Live album by Henry Cow
- Released: 1976
- Recorded: September 1974 – October 1975
- Venue: London, Italy, Netherlands, Norway
- Genre: Avant-rock; free improvisation;
- Length: 103:43
- Label: Compendium (Norway) Caroline (UK)
- Producer: Henry Cow

Henry Cow chronology
| In Praise of Learning (1975) | Concerts (1976) | Western Culture (1979) |

= Concerts (Henry Cow album) =

Concerts is a live double album by English avant-rock group Henry Cow, recorded at concerts in London, Italy, the Netherlands and Norway between September 1974 and October 1975. Sides one and two of the LP record consist of composed material while sides three and four contain improvised pieces.

The album includes Henry Cow's last John Peel Session, recorded in August 1975, and extracts from a concert with Robert Wyatt at the New London Theatre in May 1975. "Groningen" (recorded in September 1974) is part of an instrumental suite where the band improvised around fragments of an early version of Tim Hodgkinson's "Living in the Heart of the Beast" from In Praise of Learning (1975). Another performance of this suite (in full) later appeared in Halsteren on Volume 2: 1974–5 of The 40th Anniversary Henry Cow Box Set (2009).

The album cover art was done by Henry Cow roadie and sound mixer Maggie Thomas. She created it from a collage she made out of a cut-up Henry Cow poster she had designed a few months earlier.
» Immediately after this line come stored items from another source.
use pterodactyl_core::config::PanelTarget;
use pterodactyl_core::uuid::{BackupUuid, ServerUuid};
use serde_json::{json, Value};
use wiremock::MockServer;

use crate::models::Server;

pub(crate) const API_KEY: &str = "ptlc_test_key";

pub(crate) fn test_target(server: &MockServer) -> PanelTarget {
    PanelTarget::new(server.uri(), API_KEY).unwrap()
}

pub(crate) fn server_json(uuid: ServerUuid) -> Value {
    let identifier: String = uuid.to_string().chars().take(8).collect();
    json!({
        "object": "server",
        "attributes": {
            "server_owner": true,
            "identifier": identifier,
            "internal_id": 7,
            "uuid": uuid,
            "name": "Survival",
            "node": "node-01",
            "description": "",
            "limits": {"memory": 2048, "swap": 0, "disk": 10240, "io": 500, "cpu": 200},
            "feature_limits": {"databases": 2, "allocations": 1, "backups": 5},
            "is_suspended": false,
            "is_installing": false,
            "is_transferring": false
        }
    })
}

pub(crate) fn backup_json(uuid: BackupUuid, completed_at: Option<&str>) -> Value {
    json!({
        "object": "backup",
        "attributes": {
            "uuid": uuid,
            "is_successful": completed_at.is_some(),
            "is_locked": false,
            "name": "nightly",
            "ignored_files": [],
            "checksum": null,
            "bytes": 0,
            "created_at": "2024-03-01T10:00:00+00:00",
            "completed_at": completed_at
        }
    })
}

pub(crate) fn sample_server() -> Server {
    serde_json::from_value(server_json(ServerUuid::new_v4())).unwrap()
}
/// An error type for the image module.
#[derive(thiserror::Error, Debug, PartialEq)]
pub enum ImageError {
    /// Error when the data length does not match the image shape.
    #[error("Data length ({0}) does not match the image size ({1})")]
    InvalidChannelShape(usize, usize),

    /// Error when two images are expected to share the same size.
    #[error("Invalid image size ({0} x {1}), expected ({2} x {3})")]
    InvalidImageSize(usize, usize, usize, usize),

    /// Error when a view rectangle does not fit inside the image bounds.
    #[error("Rectangle ({0} x {1} at {2},{3}) out of bounds for image ({4} x {5})")]
    RectOutOfBounds(usize, usize, usize, usize, usize, usize),

    /// Error when casting the image pixel data to a different type.
    #[error("Failed to cast image data")]
    CastError,
}
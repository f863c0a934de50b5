use criterion::{black_box, criterion_group, criterion_main, BenchmarkId, Criterion};

use motempl_image::{Image, ImageSize};
use motempl_imgproc::motion::{motion_gradient, update_motion_history};

fn bench_motion(c: &mut Criterion) {
    let mut group = c.benchmark_group("Motion");

    for (width, height) in [(256, 224), (512, 448), (1024, 896)].iter() {
        let parameter_string = format!("{width}x{height}");
        let size = ImageSize {
            width: *width,
            height: *height,
        };

        let silhouette_data = (0..size.width * size.height)
            .map(|i| (i % 7 == 0) as u8)
            .collect::<Vec<_>>();
        let silhouette = Image::<u8, 1>::new(size, silhouette_data).unwrap();
        let mut mhi = Image::<f32, 1>::from_size_val(size, 0.0).unwrap();
        let mut mask = Image::<u8, 1>::from_size_val(size, 0u8).unwrap();
        let mut orientation = Image::<f32, 1>::from_size_val(size, 0.0).unwrap();

        group.bench_with_input(
            BenchmarkId::new("update_motion_history", &parameter_string),
            &silhouette,
            |b, i| {
                b.iter(|| {
                    update_motion_history(black_box(i), black_box(&mut mhi), 1.0, 1.0).unwrap()
                })
            },
        );

        update_motion_history(&silhouette, &mut mhi, 1.0, 1.0).unwrap();

        group.bench_with_input(
            BenchmarkId::new("motion_gradient", &parameter_string),
            &mhi,
            |b, i| {
                b.iter(|| {
                    motion_gradient(
                        black_box(i),
                        black_box(&mut mask),
                        black_box(&mut orientation),
                        0.05,
                        0.5,
                    )
                    .unwrap()
                })
            },
        );
    }
    group.finish();
}

criterion_group!(benches, bench_motion);
criterion_main!(benches);
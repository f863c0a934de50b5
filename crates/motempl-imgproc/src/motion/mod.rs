//! Motion-template operations
//!
//! Operations over motion history images (MHI): decaying-timestamp
//! accumulation, gradient-based orientation estimation, time-windowed
//! segmentation and global orientation of a region.

/// Motion history accumulation.
mod history;
pub use history::*;

/// Motion gradient orientation estimation.
mod gradient;
pub use gradient::*;

/// Connected motion component segmentation.
mod segment;
pub use segment::*;

/// Global orientation of a motion region.
mod orientation;
pub use orientation::*;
CD reissues of the album include Henry Cow's tracks on Greasy Truckers Live at Dingwalls Dance Hall (1973), a double LP of an October 1973 Dingwalls concert, featuring Camel, Henry Cow, Global Village Trucking Company and Gong.

Professional ratings
Review scores
| Source | Rating |
| AllMusic |  |
| All About Jazz |  |

==Concert venues and dates==
- "Beautiful as the Moon – Terrible as an Army with Banners", "Nirvana for Mice", "Ottawa Song", "Gloria Gloom", "Beautiful as the Moon (Reprise)": Peel Session, BBC Maida Vale Studio 4, 5 August 1975; recorded and mixed by Bob Conduct and Tony Wilson; broadcast by the BBC, 18 August 1975.
- "Bad Alchemy", "Little Red Riding Hood Hits the Road": New London Theatre (with Robert Wyatt), 21 May 1975, mixed by Sarah Greaves.
- "Ruins", "Udine": Palamostre Auditorium, Udine, Italy, 13 October 1975, mixed by Neil Sandford, recorded by Sandro Pascolo.
- "Oslo": Høvikodden Arts Centre, Oslo, Norway, 25 July 1975, record and mixed by Jack Balchin and Harold Clark.
- "Groningen", "Groningen Again": Vera Club, Groningen, the Netherlands, 28 September 1974, mixed by Sarah Greaves.
- "Off the Map", "Cafe Royal", "Keeping Warm in Winter", "Sweet Heart of Mine": Greasy Truckers Live at Dingwalls Dance Hall, recorded at The Manor, 4 November 1973 by Henry Cow and Tom Newman (CD releases only).

==Composed material==
The composed material (with the exception of "Ottawa Song") originally appeared on the following albums:
- Matching Mole: Matching Mole's Little Red Record (1972) – "Gloria Gloom"
- Henry Cow: Legend (1973) – "Nirvana for Mice"
- Henry Cow: Unrest (1974) – "Ruins"
- Robert Wyatt: Rock Bottom (1974) – "Little Red Riding Hood Hit the Road"
- Slapp Happy/Henry Cow: Desperate Straights (1975) – "Bad Alchemy"
- Henry Cow/Slapp Happy: In Praise of Learning (1975) – "Beautiful as the Moon – Terrible as an Army with Banners"

==CD reissues==
In 1995, East Side Digital Records reissued Concerts as a double CD with four extra tracks. The extra tracks came from Greasy Truckers Live at Dingwalls Dance Hall (1973), a double LP of an October 1973 concert performed by Camel, Henry Cow, Global Village Trucking Company and Gong, each band contributing to one side of the double album. Henry Cow's contribution, however, was actually recorded a week later at The Manor Studios because a power failure at the event had delayed the start of the concert and a 2 am curfew reduced Henry Cow's set (billed last) to ten minutes. At the Manor, Henry Cow improvised their Greasy Truckers set to tape and mixed the tracks in a single session. An outtake from this recording session, "Bellycan" was released on the 1991 CD-release of Legend.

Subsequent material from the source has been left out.